# Expriment with Sine function

In this experiment, we try to build models using Keras framework to learn and predict the sine function.
We test several parameters and check how well the networks learn and generalize.

**NOTE:** The model train methods were unified into a generalized method that could receive the hyperparameters and build distinct neural networks.

## 1. Desktop used to run the experiment

- Computador Dell XPS-8930-A5GM
- Intel i7 8700
- RAM 16GB
- HD 2TB
- GeForce GTX 1050 Ti 4GB

## 2. Libraries

- Keras 2.4.3 (Using GPU)
- Tensorflow 2.4.1 (Using GPU)


## 3. Importing required libraries

In [1]:
import os

import pandas as pd
import numpy as np
import math

from sklearn import preprocessing

import tensorflow as tf
from tensorflow import keras

from keras.layers import Dense
from keras.models import Sequential
from keras.optimizers import SGD

from sklearn.metrics import mean_squared_error

import matplotlib.pyplot as plt
from datetime import datetime

2022-06-16 22:19:31.197910: I tensorflow/stream_executor/platform/default/dso_loader.cc:49] Successfully opened dynamic library libcudart.so.10.1


## 4. Data preparation

In this assignment, the function was modified to allow changes on the train/test sets sizes, noise scale, etc.


In [2]:
def prepare_data(noise_scale=0.1, test_size=0.15,  out_start=0, out_end=2*np.pi, ntot=100, outpath="image.png"):

    
    # Proportion of train size
    train_size = 1 - test_size
    
    # Number of training examples
    ntrain = int(train_size * ntot)

    # Number of test examples
    ntest = int(test_size * ntot)

    #
    #  range of values from random number function generator
    #
    in_start = 0
    in_end = 1
    
    #
    # Mapping the original values of random to the disired scale
    #
    slope = (out_end - out_start) / (in_end - in_start)
    in_value = np.random.rand(ntot,1) 
    
    #
    # Final dataset
    #
    x = out_start + slope * (in_value - in_start)

    #
    # Generating noise
    #
    s=np.random.normal(0, noise_scale, size = (ntot,1))

    #
    # Generating output
    #
    y=np.sin(x)+s

    #
    # Dataset splitting
    #
    xtrain, xtest = x[:ntrain], x[ntrain:]
    ytrain, ytest = y[:ntrain], y[ntrain:]
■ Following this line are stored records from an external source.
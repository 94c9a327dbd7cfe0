pub mod client;
pub mod types;

pub use client::update_profile;
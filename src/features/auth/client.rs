use super::{
    types::{
        Credentials, ForgotPasswordRequest, LoginForm, LoginResponse, Portal, RegisterRequest,
        Registration, ResetPasswordRequest, SignInOutcome, Verification,
    },
    validate::{require, require_email, require_password},
};
use crate::{
    api::{ApiClient, ApiError, ApiResponse, StatusPolicy},
    features::Message,
    session::{self, Identity, DEFAULT_DISPLAY_NAME},
};
use secrecy::{ExposeSecret, SecretString};
use tracing::{info, instrument, warn};

/// Creates an account. The backend emails a verification link.
///
/// # Errors
/// Returns `ApiError::InvalidInput` for incomplete forms, otherwise any API failure.
#[instrument(skip_all, fields(email = %registration.email))]
pub async fn register(client: &ApiClient, registration: &Registration) -> Result<String, ApiError> {
    require(&registration.name, "Please fill in all fields.")?;
    require_email(&registration.email)?;
    require_password(&registration.password)?;

    let request = RegisterRequest {
        name: registration.name.trim(),
        email: registration.email.trim(),
        password: registration.password.expose_secret(),
    };
    let message: Message = client.post_json("/register", &request).await?;

    info!("Registration accepted");
    Ok(message.text_or("Registration successful! Check your email for verification."))
}

/// Signs in a regular user.
///
/// # Errors
/// Returns transport failures, incomplete forms, or session store failures. A
/// rejected sign-in is an `Ok(SignInOutcome::Rejected)`.
pub async fn sign_in(
    client: &ApiClient,
    credentials: &Credentials,
) -> Result<SignInOutcome, ApiError> {
    sign_in_at(client, Portal::User, credentials, None).await
}

/// Signs in an administrator and records the remember flag.
///
/// # Errors
/// Same as [`sign_in`].
pub async fn admin_sign_in(
    client: &ApiClient,
    credentials: &Credentials,
    remember: bool,
) -> Result<SignInOutcome, ApiError> {
    sign_in_at(client, Portal::Admin, credentials, Some(remember)).await
}

#[instrument(skip(client, credentials), fields(username = %credentials.username))]
async fn sign_in_at(
    client: &ApiClient,
    portal: Portal,
    credentials: &Credentials,
    remember: Option<bool>,
) -> Result<SignInOutcome, ApiError> {
    let username = credentials.username.trim();
    require(username, "Please fill in all fields.")?;
    require(
        credentials.password.expose_secret(),
        "Please fill in all fields.",
    )?;

    let form = LoginForm {
        username,
        password: credentials.password.expose_secret(),
    };
    let response = client
        .execute(
            client.post(portal.login_path()).form(&form),
            StatusPolicy::Deliver,
        )
        .await?;

    if !response.is_success() {
        let message = portal.rejection_message(&response);
        warn!(status = response.status, "Sign-in rejected");
        return Ok(SignInOutcome::Rejected {
            status: response.status,
            message,
        });
    }

    let body: LoginResponse = response.json()?;
    let identity = Identity {
        name: body
            .name
            .filter(|name| !name.trim().is_empty())
            .unwrap_or_else(|| DEFAULT_DISPLAY_NAME.to_string()),
        email: body
            .email
            .filter(|email| !email.trim().is_empty())
            .unwrap_or_else(|| username.to_string()),
        avatar: None,
    };
    let token = body
        .access_token
        .filter(|token| !token.is_empty())
        .map(SecretString::from);

    session::persist_sign_in(client.store(), token.as_ref(), &identity, remember)?;

    // Set right away so a call issued before the next store read is authorized too.
    if let Some(token) = &token {
        client.set_bearer(Some(token.expose_secret()));
    } else {
        warn!("Sign-in succeeded without an access token");
    }

    info!("Signed in");
    Ok(SignInOutcome::SignedIn(identity))
}

/// Confirms an email verification token.
///
/// # Errors
/// Returns transport failures only; rejected tokens are `Verification::Failed`.
#[instrument(skip_all)]
pub async fn verify_email(client: &ApiClient, token: &str) -> Result<Verification, ApiError> {
    let token = token.trim();
    if token.is_empty() {
        return Ok(Verification::Failed {
            reason: "Missing token".to_string(),
        });
    }

    let response = client
        .execute(
            client.get("/verify_email").query(&[("token", token)]),
            StatusPolicy::Deliver,
        )
        .await?;

    Ok(interpret_verification(&response))
}

fn interpret_verification(response: &ApiResponse) -> Verification {
    let note = response
        .detail()
        .or_else(|| response.field("status"))
        .or_else(|| response.field("msg"))
        .unwrap_or_default()
        .to_lowercase();
    let already = ["already verified", "already-verified", "verified already"]
        .iter()
        .any(|phrase| note.contains(phrase));

    if already {
        Verification::AlreadyVerified
    } else if response.is_success() {
        Verification::Verified
    } else {
        Verification::Failed {
            reason: response
                .detail()
                .unwrap_or_else(|| format!("Verification failed (HTTP {}).", response.status)),
        }
    }
}

/// Requests a password reset email. The backend answers the same way whether or not
/// the account exists.
///
/// # Errors
/// Returns `ApiError::InvalidInput` for a malformed address, otherwise any API failure.
#[instrument(skip_all)]
pub async fn forgot_password(client: &ApiClient, email: &str) -> Result<String, ApiError> {
    require_email(email)?;

    let message: Message = client
        .post_json(
            "/forgot_password",
            &ForgotPasswordRequest {
                email: email.trim(),
            },
        )
        .await?;

    Ok(message.text_or("If the account exists, a password reset email will be sent."))
}

/// Completes a password reset with the token from the emailed link.
///
/// # Errors
/// Returns `ApiError::InvalidInput` for a missing token or short password, otherwise
/// any API failure.
#[instrument(skip_all)]
pub async fn reset_password(
    client: &ApiClient,
    token: &str,
    new_password: &SecretString,
) -> Result<String, ApiError> {
    require(token, "Missing reset token.")?;
    require_password(new_password)?;

    let message: Message = client
        .post_json(
            "/reset_password",
            &ResetPasswordRequest {
                token: token.trim(),
                new_password: new_password.expose_secret(),
            },
        )
        .await?;

    Ok(message.text_or("Password reset successfully"))
}

/// Invalidates the session server-side, then clears local state whatever the
/// server said. Returns whether the server acknowledged the logout.
///
/// # Errors
/// Returns an error only if the local session cannot be cleared.
#[instrument(skip_all)]
pub async fn sign_out(client: &ApiClient) -> Result<bool, ApiError> {
    let acknowledged = match client.post_empty("/logout").await {
        Ok(()) => true,
        Err(err) => {
            warn!("Logout failed: {err}");
            false
        }
    };

    session::clear_session(client.store())?;
    client.set_bearer(None);

    info!("Signed out");
    Ok(acknowledged)
}
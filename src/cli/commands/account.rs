use clap::{Arg, ArgAction, Command};

pub const CMD_REGISTER: &str = "register";
pub const CMD_LOGIN: &str = "login";
pub const CMD_ADMIN_LOGIN: &str = "admin-login";
pub const CMD_VERIFY_EMAIL: &str = "verify-email";
pub const CMD_FORGOT_PASSWORD: &str = "forgot-password";
pub const CMD_RESET_PASSWORD: &str = "reset-password";
pub const CMD_LOGOUT: &str = "logout";
pub const CMD_PROFILE: &str = "profile";
pub const CMD_STATUS: &str = "status";

pub const ARG_NAME: &str = "name";
pub const ARG_EMAIL: &str = "email";
pub const ARG_PASSWORD: &str = "password";
pub const ARG_TOKEN: &str = "token";
pub const ARG_REMEMBER: &str = "remember";
pub const ARG_ROUTE: &str = "route";

fn email_arg() -> Arg {
    Arg::new(ARG_EMAIL)
        .short('e')
        .long(ARG_EMAIL)
        .help("Account email address")
        .env("BITVA_EMAIL")
        .required(true)
}

fn password_arg() -> Arg {
    Arg::new(ARG_PASSWORD)
        .short('p')
        .long(ARG_PASSWORD)
        .help("Account password")
        .env("BITVA_PASSWORD")
        .hide_env_values(true)
        .required(true)
}

fn token_arg(help: &'static str) -> Arg {
    Arg::new(ARG_TOKEN)
        .short('t')
        .long(ARG_TOKEN)
        .help(help)
        .required(true)
}

pub fn with_subcommands(command: Command) -> Command {
    command
        .subcommand(
            Command::new(CMD_REGISTER)
                .about("Create an account")
                .arg(
                    Arg::new(ARG_NAME)
                        .short('n')
                        .long(ARG_NAME)
                        .help("Display name")
                        .required(true),
                )
                .arg(email_arg())
                .arg(password_arg()),
        )
        .subcommand(
            Command::new(CMD_LOGIN)
                .about("Sign in and store the session")
                .arg(email_arg())
                .arg(password_arg()),
        )
        .subcommand(
            Command::new(CMD_ADMIN_LOGIN)
                .about("Sign in to the admin console")
                .arg(email_arg())
                .arg(password_arg())
                .arg(
                    Arg::new(ARG_REMEMBER)
                        .long(ARG_REMEMBER)
                        .help("Remember this admin sign-in")
                        .action(ArgAction::SetTrue),
                ),
        )
        .subcommand(
            Command::new(CMD_VERIFY_EMAIL)
                .about("Confirm an email verification token")
                .arg(token_arg("Verification token from the emailed link")),
        )
        .subcommand(
            Command::new(CMD_FORGOT_PASSWORD)
                .about("Request a password reset email")
                .arg(email_arg()),
        )
        .subcommand(
            Command::new(CMD_RESET_PASSWORD)
                .about("Set a new password with a reset token")
                .arg(token_arg("Reset token from the emailed link"))
                .arg(password_arg().help("New password")),
        )
        .subcommand(Command::new(CMD_LOGOUT).about("Sign out and clear the stored session"))
        .subcommand(
            Command::new(CMD_PROFILE)
                .about("Update the display name")
                .arg(
                    Arg::new(ARG_NAME)
                        .short('n')
                        .long(ARG_NAME)
                        .help("New display name")
                        .required(true),
                ),
        )
        .subcommand(
            Command::new(CMD_STATUS)
                .about("Show the stored session and whether it grants access")
                .arg(
                    Arg::new(ARG_ROUTE)
                        .long(ARG_ROUTE)
                        .help("Protected route to check")
                        .default_value(crate::guard::routes::DASHBOARD),
                ),
        )
}
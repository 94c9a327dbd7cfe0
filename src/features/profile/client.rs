//! Profile editing for the signed-in user. Only the display name is editable; the
//! stored copy is replaced once the API accepts the change.

use super::types::UpdateProfileRequest;
use crate::{
    api::{ApiClient, ApiError},
    features::Message,
    session::SessionKey,
};
use tracing::{info, instrument};

/// Updates the display name.
///
/// # Errors
/// Returns `ApiError::InvalidInput` for a blank or unchanged name, otherwise any API
/// or session store failure.
#[instrument(skip(client))]
pub async fn update_profile(client: &ApiClient, name: &str) -> Result<String, ApiError> {
    let name = name.trim();
    if name.is_empty() {
        return Err(ApiError::InvalidInput("Name cannot be empty.".to_string()));
    }
    if client.store().get(SessionKey::Name).as_deref().map(str::trim) == Some(name) {
        return Err(ApiError::InvalidInput("Name is unchanged.".to_string()));
    }

    let message: Message = client
        .post_json("/update_profile", &UpdateProfileRequest { name })
        .await?;

    client.store().set(SessionKey::Name, name)?;

    info!("Profile updated");
    Ok(message.text_or("Profile updated successfully!"))
}
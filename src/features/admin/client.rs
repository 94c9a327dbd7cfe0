use super::types::{AdminUser, Broadcast, BroadcastRequest, TestBroadcastRequest, UserStatusFilter};
use crate::{
    api::{ApiClient, ApiError, StatusPolicy},
    features::{auth::valid_email, Message},
};
use serde_json::Value;
use tracing::{debug, info, instrument};

const EXPECTED_USERS_SHAPE: &str = "expected { users: [...] }";

/// Shapes the users endpoint may answer with.
enum UsersPayload {
    Envelope(Value),
    Unrecognized(&'static str),
}

impl UsersPayload {
    fn classify(value: Value) -> Self {
        match value {
            Value::Object(mut map) => match map.remove("users") {
                Some(users @ Value::Array(_)) => UsersPayload::Envelope(users),
                Some(_) => UsersPayload::Unrecognized("users is not an array"),
                None => UsersPayload::Unrecognized("object without users"),
            },
            Value::Array(_) => UsersPayload::Unrecognized("bare array"),
            _ => UsersPayload::Unrecognized("not an object"),
        }
    }
}

/// Decodes the user listing. Only the `{ "users": [...] }` envelope is accepted.
///
/// # Errors
/// Returns `ApiError::UnexpectedShape` for any other shape and `ApiError::Parse` when
/// an entry does not decode.
pub fn decode_users(body: Value) -> Result<Vec<AdminUser>, ApiError> {
    match UsersPayload::classify(body) {
        UsersPayload::Envelope(users) => serde_json::from_value(users)
            .map_err(|err| ApiError::Parse(format!("Failed to decode users: {err}"))),
        UsersPayload::Unrecognized(found) => {
            debug!("Rejecting users payload: {found}");
            Err(ApiError::UnexpectedShape(format!(
                "{EXPECTED_USERS_SHAPE}, got {found}"
            )))
        }
    }
}

/// Lists users filtered by status.
///
/// # Errors
/// Returns any API failure or an unexpected response shape.
#[instrument(skip(client))]
pub async fn list_users(
    client: &ApiClient,
    status: UserStatusFilter,
) -> Result<Vec<AdminUser>, ApiError> {
    let path = format!("/admin/users/{}", status.as_str());
    let response = client
        .execute(client.get(&path), StatusPolicy::Raise)
        .await?;
    let users = decode_users(response.json()?)?;

    debug!(count = users.len(), "Loaded users");
    Ok(users)
}

fn require_content(broadcast: &Broadcast) -> Result<(), ApiError> {
    if broadcast.subject.trim().is_empty() || broadcast.message_content.trim().is_empty() {
        return Err(ApiError::InvalidInput(
            "Subject and message are required.".to_string(),
        ));
    }
    Ok(())
}

/// Sends the broadcast to a single address for review.
///
/// # Errors
/// Returns `ApiError::InvalidInput` for missing content or a malformed address,
/// otherwise any API failure.
#[instrument(skip(client, broadcast))]
pub async fn send_test_broadcast(
    client: &ApiClient,
    email: &str,
    broadcast: &Broadcast,
) -> Result<String, ApiError> {
    require_content(broadcast)?;
    if !valid_email(email.trim()) {
        return Err(ApiError::InvalidInput(
            "Please enter a valid email address.".to_string(),
        ));
    }

    let request = TestBroadcastRequest {
        email: email.trim(),
        subject: broadcast.subject.trim(),
        message_content: &broadcast.message_content,
    };
    let message: Message = client
        .post_json("/admin/send_test_broadcast/", &request)
        .await?;

    info!("Test broadcast sent");
    Ok(message.text_or("Test email sent successfully"))
}

/// Sends the broadcast to every user.
///
/// # Errors
/// Returns `ApiError::InvalidInput` for missing content, otherwise any API failure.
#[instrument(skip_all)]
pub async fn send_broadcast(client: &ApiClient, broadcast: &Broadcast) -> Result<String, ApiError> {
    require_content(broadcast)?;

    let request = BroadcastRequest {
        subject: broadcast.subject.trim(),
        message_content: &broadcast.message_content,
    };
    let message: Message = client.post_json("/admin/send_broadcast/", &request).await?;

    info!("Broadcast sent");
    Ok(message.text_or("Broadcast sent successfully"))
}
    # Visualizing the train set using scatter splot
    plt.plot(xtrain.T,ytrain.T,color = 'red', marker = "o")
    plt.title("seno")
    plt.xlabel("Angulo")
    plt.ylabel("Seno")
    plt.grid()
    plt.tight_layout()
    plt.savefig(outpath, dpi=200)
    plt.close()

    return xtrain, ytrain, xtest, ytest

In [3]:
def fit_model(xtrain, ytrain, xtest, ytest, epochs, lr=0.05, ns=0.1, momentum=0.8, patience=100, batch_size=5, activation="tahn", hidden_layer_size=10):
    """
    Method to train Networks 
    """

    tf.keras.backend.clear_session()
    early_stop = keras.callbacks.EarlyStopping(monitor='val_loss', patience=patience)
    # define model
    model = Sequential([Dense(hidden_layer_size, activation=activation, input_dim=1),
                        Dense(1, activation='linear')
                       ])
                       
    # compile model
    opt = SGD(lr, momentum=momentum)
    model.compile(loss='mean_squared_error', optimizer=opt, metrics=['mse'])
    # fit model
    history = model.fit(xtrain, ytrain, validation_data=(xtest, ytest), epochs=epochs,  batch_size=batch_size, verbose=0, callbacks=[early_stop])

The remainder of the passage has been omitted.